AIM：To investigate the effects of emodin on the proliferation of human breast cancer MCF-7 cells and its mechanisms. METHODS：MTT assay was used to observe the viability of MCF-7 cells. The cell cycle distribution and apoptosis of MCF-7 cells was analyzed by flow cytometry. The membrane surface morphology and three-dimensional ultrastructure of MCF-7 cells were observed under atomic force microscope (AFM). RESULTS：MTT assay showed that emodin could inhibit MCF-7 cell proliferation in a dose-dependent manner. Flow cytometric analysis demonstrated that emodin induced cell cycle arrest at G0/G1 phase. Annexin V/PI double staining confirmed that emodin had no effect on cell apoptosis. AFM images revealed that the cell nuclear area was full and the surface of cell membrane was flat and smooth in control group.

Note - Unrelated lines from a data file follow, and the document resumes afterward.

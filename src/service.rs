//! Mutation boundary for users and posts.
//!
//! The console never touches entity files directly: it goes through
//! [`EntityService`] (and [`PostService`] for publishing workflows), then
//! reloads the full collection and hands it to the grid.

use std::fmt;

use chrono::Local;
use thiserror::Error;
use tracing::info;

use crate::domain::{EntityKind, Post, PostCategory, PostPatch, PostStatus, User, UserPatch, UserRole, UserStatus};
use crate::fileio::{FileError, FileIO};

#[derive(Debug, Error)]
pub enum ServiceError {
    #[error("{kind} #{id} not found")]
    NotFound { kind: EntityKind, id: u64 },

    #[error("{0}")]
    Validation(String),

    #[error("cannot {action} a {from} post")]
    InvalidTransition { action: Transition, from: PostStatus },

    #[error("store is read-only")]
    ReadOnly,

    #[error("storage error: {0}")]
    Storage(#[from] FileError),

    #[error("storage unavailable: {0}")]
    Unavailable(String),
}

pub type Result<T> = std::result::Result<T, ServiceError>;

/// Post workflow transitions
#[derive(Debug, Clone, Copy, PartialEq, Eq)]
pub enum Transition {
    Publish,
    Archive,
    Restore,
}

impl Transition {
    /// Status a post must be in for the transition to apply, and the status
    /// it ends in
    pub fn edge(self) -> (PostStatus, PostStatus) {
        match self {
            Transition::Publish => (PostStatus::Draft, PostStatus::Published),
            Transition::Archive => (PostStatus::Published, PostStatus::Archived),
            Transition::Restore => (PostStatus::Archived, PostStatus::Published),
        }
    }

    /// Past-tense message shown after success
    pub fn done_message(self) -> &'static str {
        match self {
            Transition::Publish => "Published",
            Transition::Archive => "Archived",
            Transition::Restore => "Restored",
        }
    }
}

impl fmt::Display for Transition {
    fn fmt(&self, f: &mut fmt::Formatter<'_>) -> fmt::Result {
        f.write_str(match self {
            Transition::Publish => "publish",
            Transition::Archive => "archive",
            Transition::Restore => "restore",
        })
    }
}

/// CRUD operations over one entity collection
pub trait EntityService: Send {
    type Entity;
    type Patch;

    fn get_all(&self) -> Result<Vec<Self::Entity>>;

    fn create(&mut self, patch: Self::Patch) -> Result<Self::Entity>;

    fn update(&mut self, id: u64, patch: Self::Patch) -> Result<Self::Entity>;

    fn delete(&mut self, id: u64) -> Result<()>;
}

/// Publishing workflow on top of post CRUD
pub trait PostService: EntityService<Entity = Post, Patch = PostPatch> {
    fn transition(&mut self, id: u64, transition: Transition) -> Result<Post>;

    fn publish(&mut self, id: u64) -> Result<Post> {
        self.transition(id, Transition::Publish)
    }

    fn archive(&mut self, id: u64) -> Result<Post> {
        self.transition(id, Transition::Archive)
    }

    fn restore(&mut self, id: u64) -> Result<Post> {
        self.transition(id, Transition::Restore)
    }
}

/// Entities a [`Store`] can hold
pub trait Stored: Clone + Send {
    const KIND: EntityKind;

    fn id(&self) -> u64;
}

impl Stored for User {
    const KIND: EntityKind = EntityKind::User;

    fn id(&self) -> u64 {
        self.id
    }
}

impl Stored for Post {
    const KIND: EntityKind = EntityKind::Post;

    fn id(&self) -> u64 {
        self.id
    }
}

/// In-memory collection, optionally persisted through [`FileIO`] after every
/// mutation
pub struct Store<T> {
    items: Vec<T>,
    file_io: Option<FileIO>,
    read_only: bool,
}

impl<T: Stored> Store<T> {
    pub fn in_memory(items: Vec<T>) -> Self {
        Self { items, file_io: None, read_only: false }
    }

    pub fn read_only(mut self, read_only: bool) -> Self {
        self.read_only = read_only;
        self
    }

    pub fn is_read_only(&self) -> bool {
        self.read_only
    }

    fn next_id(&self) -> u64 {
        self.items.iter().map(Stored::id).max().unwrap_or(0) + 1
    }

    fn position(&self, id: u64) -> Result<usize> {
        self.items
            .iter()
            .position(|item| item.id() == id)
            .ok_or(ServiceError::NotFound { kind: T::KIND, id })
    }

    fn check_writable(&self) -> Result<()> {
        if self.read_only {
            Err(ServiceError::ReadOnly)
        } else {
            Ok(())
        }
    }

    /// Write `items` to the backing file, then make them the current contents.
    /// On a failed write the store keeps its previous contents.
    fn commit(&mut self, items: Vec<T>) -> Result<()>
    where
        T: serde::Serialize,
    {
        if let Some(file_io) = &self.file_io {
            file_io.write(&items)?;
        }
        self.items = items;
        Ok(())
    }

    /// Current contents with the item at `pos` replaced
    fn replaced(&self, pos: usize, item: T) -> Vec<T> {
        let mut items = self.items.clone();
        items[pos] = item;
        items
    }

    fn remove(&mut self, id: u64) -> Result<()>
    where
        T: serde::Serialize,
    {
        self.check_writable()?;
        let pos = self.position(id)?;
        let mut items = self.items.clone();
        items.remove(pos);
        self.commit(items)?;
        info!(kind = %T::KIND, id, "deleted");
        Ok(())
    }
}

impl<T: Stored + serde::de::DeserializeOwned> Store<T> {
    /// Load from a file. Returns the store and any load warnings.
    pub fn open(file_io: FileIO) -> Result<(Self, Vec<String>)> {
        let loaded = file_io.load::<T>()?;
        let store = Self { items: loaded.items, file_io: Some(file_io), read_only: false };
        Ok((store, loaded.warnings))
    }
}

fn today() -> String {
    Local::now().format("%Y-%m-%d").to_string()
}

/// Required text field: present and not blank after trimming
fn required(value: Option<String>, field: &str) -> Result<String> {
    match value.map(|v| v.trim().to_string()) {
        Some(v) if !v.is_empty() => Ok(v),
        _ => Err(ServiceError::Validation(format!("{} is required", field))),
    }
}

/// A field being updated may not be blanked out
fn replace_required(slot: &mut String, value: Option<String>, field: &str) -> Result<()> {
    if let Some(v) = value {
        *slot = required(Some(v), field)?;
    }
    Ok(())
}

impl EntityService for Store<User> {
    type Entity = User;
    type Patch = UserPatch;

    fn get_all(&self) -> Result<Vec<User>> {
        Ok(self.items.clone())
    }

    fn create(&mut self, patch: UserPatch) -> Result<User> {
        self.check_writable()?;
        let user = User {
            id: self.next_id(),
            username: required(patch.username, "username")?,
            email: required(patch.email, "email")?,
            role: patch.role.unwrap_or(UserRole::User),
            status: patch.status.unwrap_or(UserStatus::Active),
            created_at: today(),
            last_login: None,
        };
        let mut items = self.items.clone();
        items.push(user.clone());
        self.commit(items)?;
        info!(id = user.id, username = %user.username, "user created");
        Ok(user)
    }

    fn update(&mut self, id: u64, patch: UserPatch) -> Result<User> {
        self.check_writable()?;
        let pos = self.position(id)?;
        let mut user = self.items[pos].clone();

        replace_required(&mut user.username, patch.username, "username")?;
        replace_required(&mut user.email, patch.email, "email")?;
        if let Some(role) = patch.role {
            user.role = role;
        }
        if let Some(status) = patch.status {
            user.status = status;
        }

        let items = self.replaced(pos, user.clone());
        self.commit(items)?;
        info!(id, "user updated");
        Ok(user)
    }

    fn delete(&mut self, id: u64) -> Result<()> {
        self.remove(id)
    }
}

impl EntityService for Store<Post> {
    type Entity = Post;
    type Patch = PostPatch;

    fn get_all(&self) -> Result<Vec<Post>> {
        Ok(self.items.clone())
    }

    fn create(&mut self, patch: PostPatch) -> Result<Post> {
        self.check_writable()?;
        let post = Post {
            id: self.next_id(),
            title: required(patch.title, "title")?,
            content: patch.content.unwrap_or_default(),
            author: required(patch.author, "author")?,
            category: patch.category.unwrap_or(PostCategory::Other),
            status: patch.status.unwrap_or(PostStatus::Draft),
            views: 0,
            created_at: today(),
        };
        let mut items = self.items.clone();
        items.push(post.clone());
        self.commit(items)?;
        info!(id = post.id, title = %post.title, "post created");
        Ok(post)
    }

    fn update(&mut self, id: u64, patch: PostPatch) -> Result<Post> {
        self.check_writable()?;
        let pos = self.position(id)?;
        let mut post = self.items[pos].clone();

        replace_required(&mut post.title, patch.title, "title")?;
        replace_required(&mut post.author, patch.author, "author")?;
        if let Some(content) = patch.content {
            post.content = content;
        }
        if let Some(category) = patch.category {
            post.category = category;
        }
        if let Some(status) = patch.status {
            post.status = status;
        }

        let items = self.replaced(pos, post.clone());
        self.commit(items)?;
        info!(id, "post updated");
        Ok(post)
    }

    fn delete(&mut self, id: u64) -> Result<()> {
        self.remove(id)
    }
}

impl PostService for Store<Post> {
    fn transition(&mut self, id: u64, transition: Transition) -> Result<Post> {
        self.check_writable()?;
        let pos = self.position(id)?;
        let (from, to) = transition.edge();

        let current = self.items[pos].status;
        if current != from {
            return Err(ServiceError::InvalidTransition { action: transition, from: current });
        }

        let mut post = self.items[pos].clone();
        post.status = to;
        let items = self.replaced(pos, post.clone());
        self.commit(items)?;
        info!(id, %transition, "post status changed");
        Ok(post)
    }
}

Compared with control group, the cell nuclear area collapsed and shrank in emodin group at 48 h. The cell membrane ultrastructure showed that the particles in emo-din group had an intensive distribution. The height of cell nuclear area was decreased, and the surface average roughness (Ra) and root mean square roughness (Rq) were elevated in emo-din group compared with control group. CONCLUSION: Emodin has cytotoxicity on MCF-7 cells via cell cycle arrest at G0/G1 phase and ultrastructural changes.